[Start of Attachment]
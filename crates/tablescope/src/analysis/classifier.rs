//! Continuous vs categorical column classification.

use serde::Serialize;

use crate::table::{Table, ValueKind};

/// Columns with at most this many distinct values are categorical.
pub const DEFAULT_CATEGORICAL_THRESHOLD: usize = 25;

/// How a column should be summarized.
#[derive(Debug, Clone, Copy, PartialEq, Eq, Hash, Serialize)]
#[serde(rename_all = "snake_case")]
pub enum ColumnClass {
    /// Many distinct numeric values, summarized by descriptive statistics.
    Continuous,
    /// Few distinct values or non-numeric, summarized by frequency counts.
    Categorical,
}

/// Classification of one column.
#[derive(Debug, Clone, Serialize)]
pub struct ClassifiedColumn {
    /// Trimmed column name.
    pub name: String,
    pub class: ColumnClass,
    pub kind: ValueKind,
    /// Distinct values, with missing values counted as one value.
    pub distinct_count: usize,
}

/// Classification of every column of a table, in table order.
#[derive(Debug, Clone, Default, Serialize)]
pub struct ColumnClassification {
    pub columns: Vec<ClassifiedColumn>,
}

impl ColumnClassification {
    /// Names of continuous columns.
    pub fn continuous(&self) -> Vec<&str> {
        self.names_with(ColumnClass::Continuous)
    }

    /// Names of categorical columns.
    pub fn categorical(&self) -> Vec<&str> {
        self.names_with(ColumnClass::Categorical)
    }

    /// Class of a column by name.
    pub fn class_of(&self, name: &str) -> Option<ColumnClass> {
        let name = name.trim();
        self.columns
            .iter()
            .find(|c| c.name == name)
            .map(|c| c.class)
    }

    fn names_with(&self, class: ColumnClass) -> Vec<&str> {
        self.columns
            .iter()
            .filter(|c| c.class == class)
            .map(|c| c.name.as_str())
            .collect()
    }
}

/// Partitions columns into continuous and categorical.
#[derive(Debug, Clone)]
pub struct ColumnClassifier {
    /// Maximum distinct values for a numeric column to stay categorical.
    categorical_threshold: usize,
}

impl ColumnClassifier {
    /// Create a classifier with the default threshold.
    pub fn new() -> Self {
        Self::with_threshold(DEFAULT_CATEGORICAL_THRESHOLD)
    }

    pub fn with_threshold(categorical_threshold: usize) -> Self {
        Self {
            categorical_threshold,
        }
    }

    /// Classify every column of the table.
    pub fn classify(&self, table: &Table) -> ColumnClassification {
        let columns = table
            .columns()
            .iter()
            .map(|column| {
                let kind = column.kind();
                let distinct_count = column.distinct_count();
                // Text columns never hold continuous values, even when all-missing
                let class = if column.as_numeric().is_none()
                    || distinct_count <= self.categorical_threshold
                {
                    ColumnClass::Categorical
                } else {
                    ColumnClass::Continuous
                };
                log::debug!(
                    "column '{}': {} values, {} distinct -> {:?}",
                    column.name().trim(),
                    kind,
                    distinct_count,
                    class
                );

                ClassifiedColumn {
                    name: column.name().trim().to_string(),
                    class,
                    kind,
                    distinct_count,
                }
            })
            .collect();

        ColumnClassification { columns }
    }
}

impl Default for ColumnClassifier {
    fn default() -> Self {
        Self::new()
    }
}

/// Classify with the default threshold.
pub fn classify(table: &Table) -> ColumnClassification {
    ColumnClassifier::new().classify(table)
}
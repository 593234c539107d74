use scrub_core::{
    parse_keyframes_json, parse_scrub_json, MotionValue, OutputValue, Sample, Scrub, ScrubConfig,
};

fn approx(a: f32, b: f32, eps: f32) {
    assert!((a - b).abs() <= eps, "left={a} right={b} eps={eps}");
}

fn emitted(scrub: &Scrub, progress: f32) -> OutputValue {
    let mut sink = MotionValue::empty();
    match scrub.evaluate(progress, &mut sink).unwrap() {
        Sample::Emitted(v) => v,
        Sample::Held => panic!("expected emission at progress {progress}"),
    }
}

/// it should list every fixture named in the manifest
#[test]
fn manifest_lists_fixtures() {
    let mut keys = scrub_test_fixtures::scrubs::keys();
    keys.sort();
    assert_eq!(
        keys,
        vec!["color-fade", "numeric-ramp", "opacity-slide", "unit-track"]
    );
}

/// it should load a bare numeric keyframe map and evaluate it
#[test]
fn numeric_ramp_fixture() {
    let json = scrub_test_fixtures::scrubs::json("numeric-ramp").unwrap();
    let set = parse_keyframes_json(&json).unwrap();
    assert_eq!(set.len(), 3);

    let scrub = Scrub::new(set, ScrubConfig::default());
    match emitted(&scrub, 0.25) {
        OutputValue::Number(v) => approx(v, 25.0, 1e-4),
        other => panic!("expected number, got {other:?}"),
    }
}

/// it should load color keyframes from a bare map
#[test]
fn color_fade_fixture() {
    let json = scrub_test_fixtures::scrubs::json("color-fade").unwrap();
    let scrub = parse_scrub_json(&json).unwrap();
    assert_eq!(
        emitted(&scrub, 0.5),
        OutputValue::Text("rgba(127.5000,127.5000,127.5000,1)".into())
    );
}

/// it should load unit-string keyframes from a bare map
#[test]
fn unit_track_fixture() {
    let json = scrub_test_fixtures::scrubs::json("unit-track").unwrap();
    let scrub = parse_scrub_json(&json).unwrap();
    assert_eq!(emitted(&scrub, 0.3), OutputValue::Text("30.0000px".into()));
}

/// it should load a params object with buffer, channel and interval
#[test]
fn opacity_slide_fixture() {
    let json = scrub_test_fixtures::scrubs::json("opacity-slide").unwrap();
    let scrub = parse_scrub_json(&json).unwrap();
    approx(scrub.config().buffer, 0.1, 1e-6);
    assert_eq!(scrub.config().channel.as_deref(), Some("opacity"));

    // global 0.5 -> interval [0.2, 0.8] -> local 0.5 -> opacity keyframes
    // {0: 0, 60: 1, 100: 1} -> segment (0, 0.6), fraction 5/6.
    match emitted(&scrub, 0.5) {
        OutputValue::Number(v) => approx(v, 0.8333, 1e-4),
        other => panic!("expected number, got {other:?}"),
    }

    // Below the interval saturates to local 0 -> first keyframe value.
    match emitted(&scrub, 0.0) {
        OutputValue::Number(v) => approx(v, 0.0, 1e-6),
        other => panic!("expected number, got {other:?}"),
    }

    // Seeding uses the first keyframe that defines the channel.
    assert_eq!(scrub.initial().unwrap(), OutputValue::Number(0.0));
}
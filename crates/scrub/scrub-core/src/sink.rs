//! Output sink contract.
//!
//! The engine's only observable side effect is one `set` per emitting
//! evaluation. The sink is caller-owned for its entire lifetime; holding
//! the previous value across a buffered-out evaluation is simply "no set
//! happened".

use serde::{Deserialize, Serialize};

use crate::value::OutputValue;

/// Receiver for computed output values.
pub trait ProgressSink {
    fn set(&mut self, value: OutputValue);
}

/// Default caller-owned sink: a mutable cell holding the latest emission.
#[derive(Clone, Debug, Default, PartialEq, Serialize, Deserialize)]
pub struct MotionValue {
    current: Option<OutputValue>,
}

impl MotionValue {
    /// Seeded sink, typically with [`crate::engine::Scrub::initial`].
    pub fn new(initial: OutputValue) -> Self {
        Self {
            current: Some(initial),
        }
    }

    /// Unseeded sink; `get` returns `None` until the first emission.
    pub fn empty() -> Self {
        Self::default()
    }

    pub fn get(&self) -> Option<&OutputValue> {
        self.current.as_ref()
    }
}

impl ProgressSink for MotionValue {
    fn set(&mut self, value: OutputValue) {
        self.current = Some(value);
    }
}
[End of Attachment]
→ What to work on
Where does the string "caller" occur in the data above? Copy every line that holds it.

→ Solution for this task
//! evaluation. The sink is caller-owned for its entire lifetime; holding
/// Default caller-owned sink: a mutable cell holding the latest emission.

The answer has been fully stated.